Un vinilo inédito de los Rolling Stones o el primer disco plano, de 1881, son dos de las piezas más valoradas de esta colección, que a menudo ha despertado el interés de compradores sin materializarse finalmente la transacción. Uno de ellos fue la Librería del Congreso de Estados Unidos, que informó a este melómano invidente de más 70 años de un preciado dato que desconocía él mismo: Dos tercios de sus posesiones musicales no están disponibles ni en cd ni en la Red, por ningún precio.
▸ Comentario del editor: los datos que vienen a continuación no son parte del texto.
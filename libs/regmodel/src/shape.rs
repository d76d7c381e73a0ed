use nom::{
    bytes::complete::take_while1,
    character::complete::digit1,
    combinator::{opt, rest},
    IResult,
};

/// Identifier split around its first decimal run.
///
/// `ch12_ctrl` becomes `("ch", Some(12), "_ctrl")`, `enable` becomes
/// `("enable", None, "")`.
#[derive(Copy, Clone, Debug, PartialEq, Eq)]
pub struct NameShape<'a> {
    pub prefix: &'a str,
    pub index: Option<u32>,
    pub suffix: &'a str,
}

impl<'a> NameShape<'a> {
    /// Returns `None` when the name does not start with a letter or underscore,
    /// or when its digit run does not fit in a `u32`.
    pub fn parse(name: &'a str) -> Option<Self> {
        let (_, (prefix, digits, suffix)) = shape(name).ok()?;
        let index = digits.map(str::parse::<u32>).transpose().ok()?;
        Some(Self {
            prefix,
            index,
            suffix,
        })
    }

    /// Name with the index run removed.
    pub fn stripped(&self) -> String {
        format!("{}{}", self.prefix, self.suffix)
    }

    /// Same text around the index run, whatever the index is.
    pub fn same_family(&self, other: &Self) -> bool {
        self.prefix == other.prefix && self.suffix == other.suffix
    }
}

fn shape(input: &str) -> IResult<&str, (&str, Option<&str>, &str)> {
    let (input, prefix) = take_while1(|c: char| c.is_ascii_alphabetic() || c == '_')(input)?;
    let (input, digits) = opt(digit1)(input)?;
    let (input, suffix) = rest(input)?;
    Ok((input, (prefix, digits, suffix)))
}
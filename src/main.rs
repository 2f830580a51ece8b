use std::path::PathBuf;
use std::sync::Arc;

use anyhow::{Context, Result};
use clap::{Parser, Subcommand};
use console::style;

use argus::config::AgentConfig;
use argus::crypto::{AuditLog, KeyManager};
use argus::store::{SqliteStore, Store};

#[derive(Parser)]
#[command(name = "argus")]
#[command(version, about = "Adversary-aware autonomous forge agent")]
pub struct Cli {
    /// Path to the configuration file.
    #[arg(long, global = true, default_value = "argus.toml")]
    pub config: PathBuf,

    /// Path to the persistent store.
    #[arg(long, global = true, default_value = "argus.db")]
    pub store: PathBuf,

    #[command(subcommand)]
    pub command: Commands,
}

#[derive(Subcommand)]
pub enum Commands {
    /// Start the agent (requires a forge adapter; see library docs)
    Run {
        /// Suppress every write to the forge.
        #[arg(long)]
        dry_run: bool,
    },
    /// Validate the configuration file
    Check,
    /// Inspect or verify the audit log
    Audit {
        #[command(subcommand)]
        command: AuditCommands,
    },
    /// Manage the signing identity
    Key {
        #[command(subcommand)]
        command: KeyCommands,
    },
}

#[derive(Subcommand)]
pub enum AuditCommands {
    /// Walk the hash chain and verify every signature
    Verify,
    /// Print the newest entries
    List {
        #[arg(short, long, default_value = "20")]
        limit: usize,
    },
}

#[derive(Subcommand)]
pub enum KeyCommands {
    /// Rotate the signing key (previous key stays valid for verification)
    Rotate,
    /// Show the public instance id and key age
    Show,
}

fn open_store(path: &PathBuf) -> Result<Arc<dyn Store>> {
    let store = SqliteStore::new(path)
        .with_context(|| format!("Failed to open store at {}", path.display()))?;
    Ok(Arc::new(store))
}

#[tokio::main]
async fn main() -> Result<()> {
    let cli = Cli::parse();

    match cli.command {
        Commands::Run { dry_run } => {
            let mut config = AgentConfig::load(&cli.config)?;
            if dry_run {
                config.dry_run = true;
            }
            argus::logging::init(config.log_level);
            // The identity must exist before anything else happens.
            let store = open_store(&cli.store)?;
            let keys = KeyManager::init(store.clone())?;
            eprintln!(
                "{} instance {} ready; no forge adapter is linked into this \
                 binary. Embed argus as a library and pass your adapter to \
                 pipeline::Orchestrator::new to run against a live forge.",
                style("argus:").bold(),
                keys.instance_id()
            );
            std::process::exit(2);
        }
        Commands::Check => {
            let config = AgentConfig::load(&cli.config)?;
            println!(
                "{} {} repo(s), poll {} min, max {} concurrent, prefix {}",
                style("ok:").green().bold(),
                config.repos.len(),
                config.default_poll_interval_minutes,
                config.max_concurrent_issues,
                config.branch_prefix
            );
        }
        Commands::Audit { command } => {
            let store = open_store(&cli.store)?;
            let keys = Arc::new(KeyManager::init(store.clone())?);
            let audit = AuditLog::open(store, keys)?;
            match command {
                AuditCommands::Verify => match audit.verify_chain() {
                    Ok(count) => {
                        println!("{} {} entries verified", style("ok:").green().bold(), count);
                    }
                    Err(err) => {
                        eprintln!("{} {}", style("chain broken:").red().bold(), err);
                        std::process::exit(1);
                    }
                },
                AuditCommands::List { limit } => {
                    let entries = audit.entries()?;
                    for entry in entries.iter().rev().take(limit).rev() {
                        println!(
                            "{} {} {} {} {} {}",
                            style(&entry.id).dim(),
                            entry.timestamp.format("%Y-%m-%d %H:%M:%S"),
                            entry.action,
                            entry.repo,
                            entry.target,
                            entry.decision
                        );
                    }
                }
            }
        }
        Commands::Key { command } => {
            let store = open_store(&cli.store)?;
            let keys = KeyManager::init(store)?;
            match command {
                KeyCommands::Rotate => {
                    keys.rotate()?;
                    println!(
                        "{} key rotated for instance {}",
                        style("ok:").green().bold(),
                        keys.instance_id()
                    );
                }
                KeyCommands::Show => {
                    println!("instance: {}", keys.instance_id());
                    println!("key age: {} day(s)", keys.key_age()?.num_days());
                    if keys.rotation_recommended()? {
                        println!("{} rotation recommended", style("note:").yellow().bold());
                    }
                }
            }
        }
    }

    Ok(())
}
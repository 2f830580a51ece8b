//! CLI smoke tests.

use assert_cmd::Command;
use predicates::prelude::*;

fn argus() -> Command {
    Command::cargo_bin("argus").expect("binary builds")
}

#[test]
fn help_lists_subcommands() {
    argus()
        .arg("--help")
        .assert()
        .success()
        .stdout(predicate::str::contains("run"))
        .stdout(predicate::str::contains("audit"))
        .stdout(predicate::str::contains("key"));
}

#[test]
fn check_validates_config() {
    let dir = tempfile::tempdir().unwrap();
    let config = dir.path().join("argus.toml");
    std::fs::write(
        &config,
        r#"
[[repos]]
platform = "github"
owner = "demo"
name = "app"
"#,
    )
    .unwrap();

    argus()
        .arg("--config")
        .arg(&config)
        .arg("check")
        .assert()
        .success()
        .stdout(predicate::str::contains("1 repo(s)"));
}

#[test]
fn check_rejects_invalid_config() {
    let dir = tempfile::tempdir().unwrap();
    let config = dir.path().join("argus.toml");
    std::fs::write(&config, "default_poll_interval_minutes = 0\n").unwrap();

    argus()
        .arg("--config")
        .arg(&config)
        .arg("check")
        .assert()
        .failure();
}

#[test]
fn audit_verify_on_fresh_store() {
    let dir = tempfile::tempdir().unwrap();
    let store = dir.path().join("argus.db");

    argus()
        .arg("--store")
        .arg(&store)
        .args(["audit", "verify"])
        .assert()
        .success()
        .stdout(predicate::str::contains("0 entries verified"));
}

#[test]
fn key_show_prints_stable_instance_id() {
    let dir = tempfile::tempdir().unwrap();
    let store = dir.path().join("argus.db");

    let first = argus()
        .arg("--store")
        .arg(&store)
        .args(["key", "show"])
        .assert()
        .success()
        .get_output()
        .stdout
        .clone();
    let second = argus()
        .arg("--store")
        .arg(&store)
        .args(["key", "show"])
        .assert()
        .success()
        .get_output()
        .stdout
        .clone();
    assert_eq!(first, second, "instance id survives restarts");

    let text = String::from_utf8(first).unwrap();
    let id = text
        .lines()
        .find_map(|l| l.strip_prefix("instance: "))
        .expect("instance line");
    assert_eq!(id.trim().len(), 16);
}

#[test]
fn key_rotate_succeeds() {
    let dir = tempfile::tempdir().unwrap();
    let store = dir.path().join("argus.db");

    argus()
        .arg("--store")
        .arg(&store)
        .args(["key", "rotate"])
        .assert()
        .success()
        .stdout(predicate::str::contains("key rotated"));
}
En febrero de 2008, Record-Rama cerró sus puertas por los problemas de salud de Mawhinney. Sólo el sótano permanece activo: “Le dedico un rato todos los días. Actualizo la base de datos del ordenador. Me quedan 35,000 singles por catalogar”. Cosa de risa para alguien que inició este archivo digital cuando ni si quiera existía el ordenador personal. “Empecé a almacenar digitalmente mis propiedades, por título del álbum, autor y año, en los 70. Aún no se había inventado el PC, así que usaba una súper computadora más grande que mi propia casa. Me llevó años”, explica. Ahora, Mawhinney sigue esperando a que algún comprador haga una oferta por este legado histórico.